Onlinetherapist · 05/08/2024 13:24

@Lionsfan I think perhaps now is not the right time to leave your wife. You are at one of the most difficult stages of parenting and she is probably at the mercy of hormones and everything that comes with early pregnancy. You are probably not in the right frame of mind to make such a life changing decision. Try to make life comfortable for your wife during her pregnancy. If you are able to get some family support perhaps you can take some time just for the two of you to talk? Would you consider couples therapy? The grass isn’t always greener on the other side.

Twistybranch · 05/08/2024 13:24

HollyKnight · 05/08/2024 13:21

Again, she's wasn't talking about leaving her pregnant partner and child to reclaim her freedom. It's a different scenario.

There was a 6 month old baby, that the father she admits helps 50/50 with childcare but she wants to split up because life isn’t as fun anymore

Fluufer · 05/08/2024 13:24

Lionsfan · 05/08/2024 13:16

To clear something up; I think she did at least on some level and said she wanted to have a child anyway even if we split up and that she just sees me as a sperm donor; albeit both were said in the heat of the moment/arguments but she knows I was at least doubtful.
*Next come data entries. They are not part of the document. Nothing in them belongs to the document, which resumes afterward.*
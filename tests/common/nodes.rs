//! Reusable node implementations for integration tests.
#![allow(dead_code)]

use async_trait::async_trait;
use std::sync::atomic::{AtomicU32, Ordering};
use std::time::Duration;

use flowmesh::node::{
    Node, NodeContext, NodeExecutionError, NodeRunResult, RetryConfig,
};
use flowmesh::segment::Segment;
use flowmesh::template::Template;
use flowmesh::types::{NodeExecutionType, NodeType, Selector};

/// Succeeds immediately, optionally with fixed outputs.
pub struct OutputNode {
    node_type: NodeType,
    outputs: Vec<(String, Segment)>,
}

impl OutputNode {
    #[allow(dead_code)]
    pub fn start() -> Self {
        OutputNode {
            node_type: NodeType::Start,
            outputs: Vec::new(),
        }
    }

    #[allow(dead_code)]
    pub fn plain(kind: &str) -> Self {
        OutputNode {
            node_type: NodeType::Custom(kind.into()),
            outputs: Vec::new(),
        }
    }

    #[allow(dead_code)]
    pub fn with_output(mut self, field: &str, value: Segment) -> Self {
        self.outputs.push((field.to_string(), value));
        self
    }
}

#[async_trait]
impl Node for OutputNode {
    async fn run(&self, _ctx: NodeContext) -> Result<NodeRunResult, NodeExecutionError> {
        let mut result = NodeRunResult::empty();
        for (field, value) in &self.outputs {
            result = result.with_output(field.clone(), value.clone());
        }
        Ok(result)
    }

    fn node_type(&self) -> NodeType {
        self.node_type.clone()
    }
}

/// Terminal node: resolves selectors from the pool into its outputs.
pub struct EndNode {
    outputs: Vec<(String, Selector)>,
}

impl EndNode {
    #[allow(dead_code)]
    pub fn new() -> Self {
        EndNode {
            outputs: Vec::new(),
        }
    }

    #[allow(dead_code)]
    pub fn with_output(mut self, field: &str, selector: Selector) -> Self {
        self.outputs.push((field.to_string(), selector));
        self
    }
}

#[async_trait]
impl Node for EndNode {
    async fn run(&self, ctx: NodeContext) -> Result<NodeRunResult, NodeExecutionError> {
        let mut result = NodeRunResult::empty();
        for (field, selector) in &self.outputs {
            let value = ctx.get_variable(selector).unwrap_or(Segment::None);
            result = result.with_output(field.clone(), value);
        }
        Ok(result)
    }

    fn node_type(&self) -> NodeType {
        NodeType::End
    }
}

/// Streams text fragments for one output field, then commits the joined
/// text as a scalar output.
pub struct StreamingNode {
    field: String,
    chunks: Vec<String>,
}

impl StreamingNode {
    #[allow(dead_code)]
    pub fn new(field: &str, chunks: &[&str]) -> Self {
        StreamingNode {
            field: field.to_string(),
            chunks: chunks.iter().map(|c| (*c).to_string()).collect(),
        }
    }
}

#[async_trait]
impl Node for StreamingNode {
    async fn run(&self, ctx: NodeContext) -> Result<NodeRunResult, NodeExecutionError> {
        for (index, chunk) in self.chunks.iter().enumerate() {
            let is_final = index + 1 == self.chunks.len();
            ctx.emit_text(self.field.clone(), chunk.clone(), is_final)?;
        }
        Ok(NodeRunResult::empty()
            .with_output(self.field.clone(), Segment::from(self.chunks.concat())))
    }

    fn node_type(&self) -> NodeType {
        NodeType::Llm
    }
}

/// Branch node that always selects the same handle.
pub struct BranchNode {
    handle: String,
}

impl BranchNode {
    #[allow(dead_code)]
    pub fn selecting(handle: &str) -> Self {
        BranchNode {
            handle: handle.to_string(),
        }
    }
}

#[async_trait]
impl Node for BranchNode {
    async fn run(&self, _ctx: NodeContext) -> Result<NodeRunResult, NodeExecutionError> {
        Ok(NodeRunResult::empty().with_edge_source_handle(self.handle.clone()))
    }

    fn node_type(&self) -> NodeType {
        NodeType::Custom("if_else".into())
    }

    fn execution_type(&self) -> NodeExecutionType {
        NodeExecutionType::Branch
    }
}

/// Always fails.
pub struct FailingNode;

#[async_trait]
impl Node for FailingNode {
    async fn run(&self, _ctx: NodeContext) -> Result<NodeRunResult, NodeExecutionError> {
        Err(NodeExecutionError::Failed("boom".to_string()))
    }

    fn node_type(&self) -> NodeType {
        NodeType::Custom("failing".into())
    }
}

/// Fails the first `failures` attempts, then succeeds. Carries a retry
/// policy so the engine re-dispatches it.
pub struct FlakyNode {
    failures: u32,
    attempts: AtomicU32,
    retry: RetryConfig,
}

impl FlakyNode {
    #[allow(dead_code)]
    pub fn new(failures: u32, max_retries: u32) -> Self {
        FlakyNode {
            failures,
            attempts: AtomicU32::new(0),
            retry: RetryConfig::new(max_retries, Duration::from_millis(5)),
        }
    }
}

#[async_trait]
impl Node for FlakyNode {
    async fn run(&self, _ctx: NodeContext) -> Result<NodeRunResult, NodeExecutionError> {
        let attempt = self.attempts.fetch_add(1, Ordering::SeqCst);
        if attempt < self.failures {
            return Err(NodeExecutionError::Provider {
                provider: "test",
                message: format!("transient failure on attempt {attempt}"),
            });
        }
        Ok(NodeRunResult::empty().with_output("ok", Segment::from(true)))
    }

    fn node_type(&self) -> NodeType {
        NodeType::Custom("flaky".into())
    }

    fn retry_config(&self) -> Option<RetryConfig> {
        Some(self.retry)
    }
}

/// Sleeps before succeeding; used for cancellation tests.
pub struct SlowNode {
    delay: Duration,
}

impl SlowNode {
    #[allow(dead_code)]
    pub fn new(delay: Duration) -> Self {
        SlowNode { delay }
    }
}

#[async_trait]
impl Node for SlowNode {
    async fn run(&self, _ctx: NodeContext) -> Result<NodeRunResult, NodeExecutionError> {
        tokio::time::sleep(self.delay).await;
        Ok(NodeRunResult::empty())
    }

    fn node_type(&self) -> NodeType {
        NodeType::Custom("slow".into())
    }
}

/// Container-style node that reports iteration progress and an agent log
/// while looping over its items.
pub struct IteratingNode {
    items: Vec<String>,
}

impl IteratingNode {
    #[allow(dead_code)]
    pub fn over(items: &[&str]) -> Self {
        IteratingNode {
            items: items.iter().map(|i| (*i).to_string()).collect(),
        }
    }
}

#[async_trait]
impl Node for IteratingNode {
    async fn run(&self, ctx: NodeContext) -> Result<NodeRunResult, NodeExecutionError> {
        use flowmesh::events::{AgentLogEntry, NodeEvent};

        ctx.emit(NodeEvent::IterationStarted {
            node_id: ctx.node_id.clone(),
        })?;
        for (index, item) in self.items.iter().enumerate() {
            ctx.emit(NodeEvent::IterationNext {
                node_id: ctx.node_id.clone(),
                index,
            })?;
            ctx.emit(NodeEvent::AgentLog(AgentLogEntry::new(
                ctx.node_id.clone(),
                "item",
                serde_json::json!({ "value": item }),
            )))?;
        }
        ctx.emit(NodeEvent::IterationSucceeded {
            node_id: ctx.node_id.clone(),
            outputs: serde_json::json!({ "count": self.items.len() }),
        })?;

        Ok(NodeRunResult::empty()
            .with_output("count", Segment::Integer(self.items.len() as i64)))
    }

    fn node_type(&self) -> NodeType {
        NodeType::Custom("iteration".into())
    }

    fn execution_type(&self) -> NodeExecutionType {
        NodeExecutionType::Container
    }
}

/// Response node carrying a template; its own run merges the rendered
/// scalar form of the template into the run outputs.
pub struct ResponseNode {
    template: Template,
}

impl ResponseNode {
    #[allow(dead_code)]
    pub fn new(raw_template: &str) -> Self {
        ResponseNode {
            template: Template::parse(raw_template),
        }
    }
}

#[async_trait]
impl Node for ResponseNode {
    async fn run(&self, ctx: NodeContext) -> Result<NodeRunResult, NodeExecutionError> {
        let mut rendered = String::new();
        for segment in &self.template.segments {
            match segment {
                flowmesh::template::TemplateSegment::Text(text) => rendered.push_str(text),
                flowmesh::template::TemplateSegment::Variable(selector) => {
                    if let Some(value) = ctx.get_variable(selector) {
                        rendered.push_str(&value.to_display_string());
                    }
                }
            }
        }
        Ok(NodeRunResult::empty().with_output("answer", Segment::from(rendered)))
    }

    fn node_type(&self) -> NodeType {
        NodeType::Custom("answer".into())
    }

    fn execution_type(&self) -> NodeExecutionType {
        NodeExecutionType::Response
    }

    fn template(&self) -> Option<Template> {
        Some(self.template.clone())
    }
}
Sounds like you're trying to blame your personal failings on your wife. You want to leave her unemployed, pregnant with a toddler, you do that, but nobody is going to give a pat on the back.
Just do everyone a favour, and be honest to yourself about the effort you have/will put into parenting or your marriage. Don't call it 50/50 or whatever unless it actually is. Women are sick of it.

Silversidhe · 05/08/2024 13:25

Gcsunnyside23 · 05/08/2024 13:22

How in the hell have you arrived at me calling his wife and idiot?? Obviously I don't know what she knows as the op hasn't told us. How are you so certain she knows? I assume she didn't as most wouldn't be trying for a baby if they did. There are alot of people blindsided when a partner ups and leaves. There's a big difference between a bit of stress and bickering over normal family life to a husband who decided to actively try for a baby leaving you. You're making alot of assumptions about his wife

How long have you been on Mumsnet?

How many women here wanted a baby and either didnt care if the man stepped up because she wanted a child, or "thought he would change" seriously the amount of posts where posters are saying "he does nothing to help with the DC" when asked what they were like before, "oh, he did nothing then either" )

Yougetmoreofwhatyoufocuson · 05/08/2024 13:26

If you both have a decent enough friendship and you say you do, I would sit down and have a serious conversation and hash it out. The best and fairest way to sort this mess.
Your wife is well aware of your feelings, can you both have an open mind, explore options and see what solutions are available in a respectful and loving way?

Nobodywouldknow · 05/08/2024 13:26

Andwhatfreshhellisthis · 05/08/2024 13:23

This. You are my ex. Married me but apparently wasn’t sure. Wanted children but not to parent them or to be a supportive husband.

We divorced.

I am now with a real man, a proper grown up who adores me and adores my children and our life. He gets the children flying through to the front door and huge hugs and cuddles. He gets us.

My ex - he lives in a house on his own - he’s now 50 sad and alone. And he is sad and alone with his cycling hobby that he didn’t want to give up. Me and the children we are the ones giggling and playing uno every night and loving as a family. Eldest won’t see him at all (ex) - she’s 17 and youngest is 10 and goes for 2 weeks in the summer and can take or leave him! In another 10 or 20 years - myself will have maybe gran children and and thriving social life (I hope) / umm wonder what my ex will be doing !!

But your ex might still be happier than being with you because you weren’t right for one another. You seem to be trying to put the boot in saying he will be alone and miserable and delighting that your kids won’t see him but if you truly are so happy with your new guy then I don’t see why you would. Surely it’s good that you split so that you could both move on?